* Task *
Pick out all lines in the listing holding the string "tracing" and copy them.

* * * * * * *

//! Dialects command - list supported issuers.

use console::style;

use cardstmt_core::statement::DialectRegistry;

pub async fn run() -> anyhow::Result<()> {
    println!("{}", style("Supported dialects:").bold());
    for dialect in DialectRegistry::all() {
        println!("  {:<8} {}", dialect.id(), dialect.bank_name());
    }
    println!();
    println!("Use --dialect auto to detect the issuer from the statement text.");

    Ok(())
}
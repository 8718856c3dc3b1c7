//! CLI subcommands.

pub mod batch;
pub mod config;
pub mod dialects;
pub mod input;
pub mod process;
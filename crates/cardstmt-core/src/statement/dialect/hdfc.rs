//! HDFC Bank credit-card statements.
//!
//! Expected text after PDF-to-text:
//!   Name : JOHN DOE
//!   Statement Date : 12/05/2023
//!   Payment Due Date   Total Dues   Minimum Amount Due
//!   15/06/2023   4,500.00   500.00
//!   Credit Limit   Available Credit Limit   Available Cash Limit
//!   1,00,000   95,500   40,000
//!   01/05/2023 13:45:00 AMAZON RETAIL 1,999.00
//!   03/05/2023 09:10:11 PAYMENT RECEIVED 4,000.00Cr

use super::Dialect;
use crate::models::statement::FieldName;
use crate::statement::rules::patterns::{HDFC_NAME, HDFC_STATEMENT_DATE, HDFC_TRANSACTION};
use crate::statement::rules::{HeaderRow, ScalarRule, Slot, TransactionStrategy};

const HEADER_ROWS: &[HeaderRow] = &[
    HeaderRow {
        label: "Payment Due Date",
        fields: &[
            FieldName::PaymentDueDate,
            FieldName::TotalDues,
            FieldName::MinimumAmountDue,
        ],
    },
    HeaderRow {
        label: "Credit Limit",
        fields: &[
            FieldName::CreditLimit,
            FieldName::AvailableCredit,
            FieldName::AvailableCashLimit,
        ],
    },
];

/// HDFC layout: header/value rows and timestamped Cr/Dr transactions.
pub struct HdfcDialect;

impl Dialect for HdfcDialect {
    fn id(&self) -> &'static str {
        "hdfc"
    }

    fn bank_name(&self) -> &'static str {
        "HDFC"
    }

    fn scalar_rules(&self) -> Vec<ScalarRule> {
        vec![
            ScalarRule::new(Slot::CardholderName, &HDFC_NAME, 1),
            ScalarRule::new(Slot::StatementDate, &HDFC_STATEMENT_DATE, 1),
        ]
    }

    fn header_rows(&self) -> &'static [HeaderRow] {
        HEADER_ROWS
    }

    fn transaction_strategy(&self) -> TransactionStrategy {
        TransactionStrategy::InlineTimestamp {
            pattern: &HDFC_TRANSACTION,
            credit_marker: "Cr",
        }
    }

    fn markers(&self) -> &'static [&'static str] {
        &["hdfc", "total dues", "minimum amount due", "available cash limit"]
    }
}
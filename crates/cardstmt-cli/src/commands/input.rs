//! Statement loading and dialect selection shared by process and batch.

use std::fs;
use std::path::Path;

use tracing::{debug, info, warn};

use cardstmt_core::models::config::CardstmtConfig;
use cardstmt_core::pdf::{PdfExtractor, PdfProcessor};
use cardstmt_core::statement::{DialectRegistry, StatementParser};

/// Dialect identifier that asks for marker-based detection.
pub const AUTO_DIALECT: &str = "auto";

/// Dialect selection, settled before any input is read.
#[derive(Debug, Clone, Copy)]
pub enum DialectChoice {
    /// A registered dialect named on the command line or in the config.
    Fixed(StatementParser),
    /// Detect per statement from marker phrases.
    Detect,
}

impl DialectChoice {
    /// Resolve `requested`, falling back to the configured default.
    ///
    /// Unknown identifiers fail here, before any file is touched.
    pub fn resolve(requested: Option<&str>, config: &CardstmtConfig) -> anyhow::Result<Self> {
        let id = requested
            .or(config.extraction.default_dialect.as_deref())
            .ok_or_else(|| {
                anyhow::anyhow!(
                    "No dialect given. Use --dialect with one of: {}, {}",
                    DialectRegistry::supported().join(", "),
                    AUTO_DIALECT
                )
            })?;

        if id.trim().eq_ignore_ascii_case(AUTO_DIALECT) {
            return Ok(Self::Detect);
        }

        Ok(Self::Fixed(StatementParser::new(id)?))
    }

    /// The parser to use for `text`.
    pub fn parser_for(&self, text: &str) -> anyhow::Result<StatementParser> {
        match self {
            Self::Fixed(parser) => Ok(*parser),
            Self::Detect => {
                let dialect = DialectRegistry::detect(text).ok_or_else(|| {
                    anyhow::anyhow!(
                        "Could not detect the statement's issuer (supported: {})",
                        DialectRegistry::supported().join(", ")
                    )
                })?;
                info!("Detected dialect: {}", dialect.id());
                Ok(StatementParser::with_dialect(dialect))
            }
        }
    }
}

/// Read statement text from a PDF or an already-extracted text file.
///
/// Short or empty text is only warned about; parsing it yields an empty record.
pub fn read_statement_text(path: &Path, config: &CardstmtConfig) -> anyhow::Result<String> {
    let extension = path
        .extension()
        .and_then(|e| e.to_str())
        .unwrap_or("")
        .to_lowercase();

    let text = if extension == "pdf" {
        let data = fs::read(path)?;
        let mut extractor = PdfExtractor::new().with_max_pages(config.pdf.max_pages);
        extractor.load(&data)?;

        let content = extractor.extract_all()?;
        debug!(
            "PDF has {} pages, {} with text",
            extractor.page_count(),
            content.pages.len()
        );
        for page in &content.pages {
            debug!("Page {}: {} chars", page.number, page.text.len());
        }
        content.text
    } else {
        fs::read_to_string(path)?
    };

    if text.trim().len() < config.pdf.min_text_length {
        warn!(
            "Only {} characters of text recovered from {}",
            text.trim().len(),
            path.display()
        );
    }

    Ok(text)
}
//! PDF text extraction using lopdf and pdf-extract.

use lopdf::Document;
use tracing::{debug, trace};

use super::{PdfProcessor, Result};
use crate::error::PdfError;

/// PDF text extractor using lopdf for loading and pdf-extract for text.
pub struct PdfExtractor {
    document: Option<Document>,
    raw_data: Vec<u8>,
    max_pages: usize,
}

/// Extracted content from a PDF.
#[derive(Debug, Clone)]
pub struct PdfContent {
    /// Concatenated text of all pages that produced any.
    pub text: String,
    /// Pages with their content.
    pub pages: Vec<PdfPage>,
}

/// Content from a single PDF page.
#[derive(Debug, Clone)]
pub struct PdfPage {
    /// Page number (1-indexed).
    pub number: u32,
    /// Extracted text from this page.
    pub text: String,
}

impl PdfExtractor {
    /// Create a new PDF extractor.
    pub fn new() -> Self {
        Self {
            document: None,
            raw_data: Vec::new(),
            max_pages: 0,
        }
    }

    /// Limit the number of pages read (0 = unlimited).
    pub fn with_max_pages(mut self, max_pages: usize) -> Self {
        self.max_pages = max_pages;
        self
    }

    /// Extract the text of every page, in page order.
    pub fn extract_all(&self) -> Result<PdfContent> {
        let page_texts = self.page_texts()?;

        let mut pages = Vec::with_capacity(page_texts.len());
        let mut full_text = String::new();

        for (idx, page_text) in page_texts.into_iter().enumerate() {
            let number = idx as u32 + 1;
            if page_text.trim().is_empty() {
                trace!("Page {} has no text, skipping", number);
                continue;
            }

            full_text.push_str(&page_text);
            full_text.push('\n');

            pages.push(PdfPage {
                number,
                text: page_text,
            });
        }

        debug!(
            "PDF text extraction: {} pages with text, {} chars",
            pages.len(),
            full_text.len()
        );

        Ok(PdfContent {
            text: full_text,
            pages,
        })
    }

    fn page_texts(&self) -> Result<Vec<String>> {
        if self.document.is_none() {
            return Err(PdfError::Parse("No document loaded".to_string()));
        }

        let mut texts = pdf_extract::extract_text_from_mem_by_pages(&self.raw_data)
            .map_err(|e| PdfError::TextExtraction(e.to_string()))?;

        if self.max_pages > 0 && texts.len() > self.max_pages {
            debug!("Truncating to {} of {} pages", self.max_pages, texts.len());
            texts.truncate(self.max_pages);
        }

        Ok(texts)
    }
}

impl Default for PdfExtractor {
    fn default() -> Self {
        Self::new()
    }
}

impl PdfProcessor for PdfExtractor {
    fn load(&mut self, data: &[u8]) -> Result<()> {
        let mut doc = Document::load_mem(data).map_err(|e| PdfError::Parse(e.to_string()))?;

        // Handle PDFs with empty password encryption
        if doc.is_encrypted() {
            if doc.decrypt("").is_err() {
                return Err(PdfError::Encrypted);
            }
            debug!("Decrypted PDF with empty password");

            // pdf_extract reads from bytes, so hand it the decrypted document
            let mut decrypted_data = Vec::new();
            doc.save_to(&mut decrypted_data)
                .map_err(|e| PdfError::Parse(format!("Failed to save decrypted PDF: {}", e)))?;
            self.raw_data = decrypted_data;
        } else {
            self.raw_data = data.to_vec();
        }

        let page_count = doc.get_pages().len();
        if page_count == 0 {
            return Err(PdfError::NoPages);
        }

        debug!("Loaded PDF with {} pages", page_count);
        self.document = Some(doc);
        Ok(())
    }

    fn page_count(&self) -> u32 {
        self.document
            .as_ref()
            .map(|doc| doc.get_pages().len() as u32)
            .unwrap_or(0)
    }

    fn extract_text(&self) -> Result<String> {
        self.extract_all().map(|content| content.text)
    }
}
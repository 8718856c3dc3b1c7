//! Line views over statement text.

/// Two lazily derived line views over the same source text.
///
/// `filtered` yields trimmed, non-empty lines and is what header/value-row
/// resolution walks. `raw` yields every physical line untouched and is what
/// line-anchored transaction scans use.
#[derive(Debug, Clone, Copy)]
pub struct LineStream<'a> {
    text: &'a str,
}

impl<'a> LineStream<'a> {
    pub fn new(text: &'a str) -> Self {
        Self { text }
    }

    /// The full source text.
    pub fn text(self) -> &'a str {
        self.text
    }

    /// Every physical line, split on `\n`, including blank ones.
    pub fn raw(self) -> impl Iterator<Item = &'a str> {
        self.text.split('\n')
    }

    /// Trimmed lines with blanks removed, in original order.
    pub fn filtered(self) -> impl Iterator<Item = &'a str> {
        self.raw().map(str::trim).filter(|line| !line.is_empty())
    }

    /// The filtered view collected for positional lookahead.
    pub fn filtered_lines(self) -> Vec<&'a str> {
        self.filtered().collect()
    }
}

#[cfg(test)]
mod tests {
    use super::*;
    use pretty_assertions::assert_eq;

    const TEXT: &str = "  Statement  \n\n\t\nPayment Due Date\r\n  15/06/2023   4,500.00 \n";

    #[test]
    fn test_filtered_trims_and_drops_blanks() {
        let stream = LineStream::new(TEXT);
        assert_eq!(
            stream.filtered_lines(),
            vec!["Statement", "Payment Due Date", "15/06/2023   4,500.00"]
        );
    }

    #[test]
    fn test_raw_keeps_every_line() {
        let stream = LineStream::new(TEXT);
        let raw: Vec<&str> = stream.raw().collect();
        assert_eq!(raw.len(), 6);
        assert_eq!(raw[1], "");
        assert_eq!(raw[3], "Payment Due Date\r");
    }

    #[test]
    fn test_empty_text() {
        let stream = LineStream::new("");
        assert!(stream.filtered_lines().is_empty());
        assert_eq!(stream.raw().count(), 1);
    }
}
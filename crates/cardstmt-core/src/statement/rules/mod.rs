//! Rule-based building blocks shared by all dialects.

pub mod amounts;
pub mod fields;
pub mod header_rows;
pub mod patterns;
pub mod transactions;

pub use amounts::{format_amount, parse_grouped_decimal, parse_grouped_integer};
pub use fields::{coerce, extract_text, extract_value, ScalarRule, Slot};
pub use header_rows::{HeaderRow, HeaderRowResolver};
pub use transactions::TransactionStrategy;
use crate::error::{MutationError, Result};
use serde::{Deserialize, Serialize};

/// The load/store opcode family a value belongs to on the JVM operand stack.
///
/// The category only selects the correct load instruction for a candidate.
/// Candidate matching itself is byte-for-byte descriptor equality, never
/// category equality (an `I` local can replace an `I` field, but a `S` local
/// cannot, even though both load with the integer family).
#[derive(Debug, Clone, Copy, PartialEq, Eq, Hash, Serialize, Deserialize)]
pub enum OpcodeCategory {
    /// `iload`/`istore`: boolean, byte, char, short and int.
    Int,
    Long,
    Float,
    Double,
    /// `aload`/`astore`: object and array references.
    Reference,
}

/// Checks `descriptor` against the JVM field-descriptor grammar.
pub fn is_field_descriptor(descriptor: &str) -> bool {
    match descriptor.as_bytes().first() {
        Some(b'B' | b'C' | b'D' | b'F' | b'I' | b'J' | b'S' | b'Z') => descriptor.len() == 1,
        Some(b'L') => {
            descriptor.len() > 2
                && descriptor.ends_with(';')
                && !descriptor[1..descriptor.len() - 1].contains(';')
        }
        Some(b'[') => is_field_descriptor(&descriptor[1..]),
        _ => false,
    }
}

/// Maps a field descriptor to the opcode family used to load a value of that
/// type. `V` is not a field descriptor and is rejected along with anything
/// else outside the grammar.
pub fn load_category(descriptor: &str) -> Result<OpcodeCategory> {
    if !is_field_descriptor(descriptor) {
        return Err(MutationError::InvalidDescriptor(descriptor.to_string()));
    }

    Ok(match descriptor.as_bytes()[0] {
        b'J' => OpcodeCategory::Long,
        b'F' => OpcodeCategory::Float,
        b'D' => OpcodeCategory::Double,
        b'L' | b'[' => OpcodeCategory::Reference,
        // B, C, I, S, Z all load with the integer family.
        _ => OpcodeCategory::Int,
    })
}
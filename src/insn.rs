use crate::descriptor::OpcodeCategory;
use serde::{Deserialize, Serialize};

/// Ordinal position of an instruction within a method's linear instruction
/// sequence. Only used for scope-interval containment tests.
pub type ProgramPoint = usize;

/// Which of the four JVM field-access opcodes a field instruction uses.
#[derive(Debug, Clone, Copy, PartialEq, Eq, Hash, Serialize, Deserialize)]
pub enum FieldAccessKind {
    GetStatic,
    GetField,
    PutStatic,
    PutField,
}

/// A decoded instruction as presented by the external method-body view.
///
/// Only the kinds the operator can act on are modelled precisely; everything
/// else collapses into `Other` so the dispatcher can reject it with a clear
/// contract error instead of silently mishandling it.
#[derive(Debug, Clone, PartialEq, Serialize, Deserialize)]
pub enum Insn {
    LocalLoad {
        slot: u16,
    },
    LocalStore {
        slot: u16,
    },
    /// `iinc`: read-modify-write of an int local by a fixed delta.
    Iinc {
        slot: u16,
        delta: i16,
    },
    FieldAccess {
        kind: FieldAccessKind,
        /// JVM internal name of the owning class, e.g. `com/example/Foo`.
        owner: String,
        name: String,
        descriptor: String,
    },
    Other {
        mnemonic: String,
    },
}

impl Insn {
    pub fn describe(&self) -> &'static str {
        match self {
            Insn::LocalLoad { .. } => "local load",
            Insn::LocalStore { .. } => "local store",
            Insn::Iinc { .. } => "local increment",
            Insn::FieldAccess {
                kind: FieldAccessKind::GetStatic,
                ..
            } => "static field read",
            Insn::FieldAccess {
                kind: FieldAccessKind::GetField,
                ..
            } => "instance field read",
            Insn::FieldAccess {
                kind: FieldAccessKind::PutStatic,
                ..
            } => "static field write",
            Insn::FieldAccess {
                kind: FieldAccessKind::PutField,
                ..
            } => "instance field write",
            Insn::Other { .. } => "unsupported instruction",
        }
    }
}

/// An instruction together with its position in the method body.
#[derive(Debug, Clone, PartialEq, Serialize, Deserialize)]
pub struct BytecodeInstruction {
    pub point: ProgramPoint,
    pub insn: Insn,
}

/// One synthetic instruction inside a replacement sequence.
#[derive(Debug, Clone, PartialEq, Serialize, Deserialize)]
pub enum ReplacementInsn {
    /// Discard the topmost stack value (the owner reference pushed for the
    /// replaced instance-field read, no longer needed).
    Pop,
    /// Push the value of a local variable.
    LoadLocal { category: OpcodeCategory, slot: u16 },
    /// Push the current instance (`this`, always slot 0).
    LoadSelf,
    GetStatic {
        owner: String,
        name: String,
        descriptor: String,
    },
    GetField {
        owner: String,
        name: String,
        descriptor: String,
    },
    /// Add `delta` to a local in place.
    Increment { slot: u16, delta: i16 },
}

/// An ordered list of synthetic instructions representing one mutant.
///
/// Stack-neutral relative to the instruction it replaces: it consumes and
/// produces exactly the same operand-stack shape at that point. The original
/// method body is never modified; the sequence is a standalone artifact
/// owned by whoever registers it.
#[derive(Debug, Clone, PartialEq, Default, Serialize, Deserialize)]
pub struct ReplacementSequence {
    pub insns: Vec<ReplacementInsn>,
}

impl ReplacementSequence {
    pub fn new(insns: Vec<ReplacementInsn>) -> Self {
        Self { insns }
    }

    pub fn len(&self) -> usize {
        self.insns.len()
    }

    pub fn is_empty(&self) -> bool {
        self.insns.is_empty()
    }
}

* * * * * * *

* Response to the task *
use tracing::{debug, info, warn};
use tracing::{debug, trace};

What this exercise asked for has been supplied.